Subject: fractional polynomial

From: Frank

Date: 3 Dec, 2010 23:51:06

Message: 1 of 8

Hi,

I have a question about fractional polynomial and I cannot solve it. Can anyone give some suggestions? The problem is as follows:

I have two fractional polynomial, f(z) and g(z), which are in the form of

f(z) = sum_{i=1}^K a_i z^(p_i) + 1

and

g(z) = sum_{i=1}^K a_i z^(q_i) + 1.

They have the same coefficients, a_i. Furthermore, p_i and q_i are real numbers, they can be positive or negative.

If I have z_1, z_2, ..., z_K satisfy both f(z) = 0 and g(z) = 0, can I say that f(z) = q(z), that is, p_1 = q_1, p_2 = q_2, ..., p_K = q_K?

Thanks a lot.

Frank

Subject: fractional polynomial

From: Walter Roberson

Date: 4 Dec, 2010 02:02:09

Message: 2 of 8

On 03/12/10 5:51 PM, Frank wrote:

> I have a question about fractional polynomial and I cannot solve it. Can
> anyone give some suggestions? The problem is as follows:
>
> I have two fractional polynomial, f(z) and g(z), which are in the form of
>
> f(z) = sum_{i=1}^K a_i z^(p_i) + 1
>
> and
>
> g(z) = sum_{i=1}^K a_i z^(q_i) + 1.
>
> They have the same coefficients, a_i.

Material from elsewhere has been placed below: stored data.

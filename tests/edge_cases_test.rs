//! Edge case tests for amount-to-words conversion.
//!
//! Exercises the library through its public API: single conversions,
//! group boundaries, paise handling, and batch CSV processing.

use rupee_words::grouping::{chunks_to_integer, group_indian};
use rupee_words::words::render_chunk;
use rupee_words::{amount_to_words, Amount, BatchConverter, Converter, WordsError};
use std::io::Cursor;
use std::str::FromStr;

fn words(input: &str) -> String {
    amount_to_words(&Amount::from_str(input).unwrap()).unwrap()
}

fn error(input: &str) -> WordsError {
    Converter::default().convert_str(input).unwrap_err()
}

fn run_csv(csv: &str) -> String {
    let mut output = Vec::new();
    BatchConverter::default()
        .convert_csv(Cursor::new(csv), &mut output)
        .unwrap();
    String::from_utf8(output).unwrap()
}

// ==================== REFERENCE AMOUNTS ====================

#[test]
fn test_reference_amounts() {
    assert_eq!(words("0"), "Zero Rupees only");
    assert_eq!(words("100"), "One Hundred Rupees only");
    assert_eq!(
        words("1234.56"),
        "One Thousand Two Hundred Thirty Four Rupees and Fifty Six Paise only"
    );
    assert_eq!(words("100000"), "One Lakh Rupees only");
    assert_eq!(words("10000000"), "One Crore Rupees only");
}

#[test]
fn test_negative_amount_is_invalid() {
    assert!(matches!(error("-5"), WordsError::InvalidAmount { .. }));
}

// ==================== GROUP BOUNDARIES ====================

#[test]
fn test_thousand_boundaries() {
    assert_eq!(words("999"), "Nine Hundred Ninety Nine Rupees only");
    assert_eq!(words("1000"), "One Thousand Rupees only");
    assert_eq!(words("1001"), "One Thousand One Rupees only");
    assert_eq!(words("99999"), "Ninety Nine Thousand Nine Hundred Ninety Nine Rupees only");
}

#[test]
fn test_lakh_boundaries() {
    assert_eq!(words("100001"), "One Lakh One Rupees only");
    assert_eq!(words("110000"), "One Lakh Ten Thousand Rupees only");
    assert_eq!(
        words("1234567"),
        "Twelve Lakh Thirty Four Thousand Five Hundred Sixty Seven Rupees only"
    );
    assert_eq!(
        words("9999999"),
        "Ninety Nine Lakh Ninety Nine Thousand Nine Hundred Ninety Nine Rupees only"
    );
}

#[test]
fn test_crore_with_zero_middle_groups() {
    assert_eq!(words("50000020"), "Five Crore Twenty Rupees only");
    assert_eq!(words("10100000"), "One Crore One Lakh Rupees only");
}

#[test]
fn test_beyond_crore_is_unsupported() {
    assert!(matches!(
        error("1000000000"),
        WordsError::UnsupportedMagnitude { .. }
    ));
    assert!(matches!(
        error("123456789012"),
        WordsError::UnsupportedMagnitude { .. }
    ));
}

// ==================== PAISE ====================

#[test]
fn test_paise_only() {
    assert_eq!(words("0.01"), "Zero Rupees and One Paise only");
    assert_eq!(words("0.99"), "Zero Rupees and Ninety Nine Paise only");
}

#[test]
fn test_paise_teens_and_tens() {
    assert_eq!(words("5.15"), "Five Rupees and Fifteen Paise only");
    assert_eq!(words("5.40"), "Five Rupees and Forty Paise only");
}

#[test]
fn test_sub_paisa_digits_round() {
    assert_eq!(words("10.004"), "Ten Rupees only");
    assert_eq!(words("10.005"), "Ten Rupees and One Paise only");
    assert_eq!(words("0.999"), "One Rupees only");
}

#[test]
fn test_trailing_zero_paise() {
    assert_eq!(words("250.00"), "Two Hundred Fifty Rupees only");
}

// ==================== INPUT FORMS ====================

#[test]
fn test_float_input() {
    let amount = Amount::from_f64(0.1 + 0.2).unwrap();
    assert_eq!(amount_to_words(&amount).unwrap(), "Zero Rupees and Thirty Paise only");
}

#[test]
fn test_non_finite_float_is_invalid() {
    assert!(matches!(
        Amount::from_f64(f64::NAN).unwrap_err(),
        WordsError::InvalidAmount { .. }
    ));
}

#[test]
fn test_integer_input() {
    let amount = Amount::from(2_500_000u64);
    assert_eq!(amount_to_words(&amount).unwrap(), "Twenty Five Lakh Rupees only");
}

#[test]
fn test_garbage_input_is_invalid() {
    assert!(matches!(error("12a"), WordsError::InvalidAmount { .. }));
    assert!(matches!(error(""), WordsError::InvalidAmount { .. }));
}

// ==================== PROPERTIES ====================

#[test]
fn test_grouping_round_trips() {
    for rupees in (0u128..=999_999_999).step_by(104_729) {
        let chunks = group_indian(rupees).unwrap();
        assert_eq!(chunks_to_integer(&chunks), Some(rupees));
    }
}

#[test]
fn test_every_chunk_value_renders() {
    assert_eq!(render_chunk(0).unwrap(), "");
    for value in 1..=999 {
        assert!(!render_chunk(value).unwrap().is_empty());
    }
}

#[test]
fn test_conversion_is_idempotent() {
    let converter = Converter::default();
    for input in ["0", "7.07", "100000", "98765432.10"] {
        assert_eq!(
            converter.convert_str(input).unwrap(),
            converter.convert_str(input).unwrap()
        );
    }
}

#[test]
fn test_no_hyphens_anywhere() {
    for input in ["21", "99.99", "45678", "87654321.21"] {
        assert!(!words(input).contains('-'));
    }
}

// ==================== CSV ====================

#[test]
fn test_csv_with_extra_columns() {
    let output = run_csv("id,amount,note\n1,42,misc\n");
    assert!(output.contains("1,42.00,Forty Two Rupees only"));
}

#[test]
fn test_csv_with_short_row() {
    let output = run_csv("id,amount\n1\n2,3\n");
    assert_eq!(output.lines().count(), 2);
    assert!(output.contains("2,3.00,Three Rupees only"));
}

#[test]
fn test_csv_ids_are_preserved() {
    let output = run_csv("id,amount\n  INV/2024/17 ,1\n");
    assert!(output.contains("INV/2024/17,1.00,One Rupees only"));
}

Furthermore, p_i and q_i are real
> numbers, they can be positive or negative.
>
> If I have z_1, z_2, ..., z_K satisfy both f(z) = 0 and g(z) = 0, can I
> say that f(z) = q(z), that is, p_1 = q_1, p_2 = q_2, ..., p_K = q_K?

If z_{i} are particular fixed values that are the same between the two,
then the answer is NO.

Suppose z{i} are all 1, and the coefficients are such that f(z) = 0.
Now for each p{i} let q{i} = -p{i}. As 1^1 is the same as 1^(-1) the
value of the expression will clearly not change so g(z) would also be 0,
and yet you cannot conclude on the basis of that one point that f(z) =
g(z) .

I do not follow your notation "sum_{i=1}^K"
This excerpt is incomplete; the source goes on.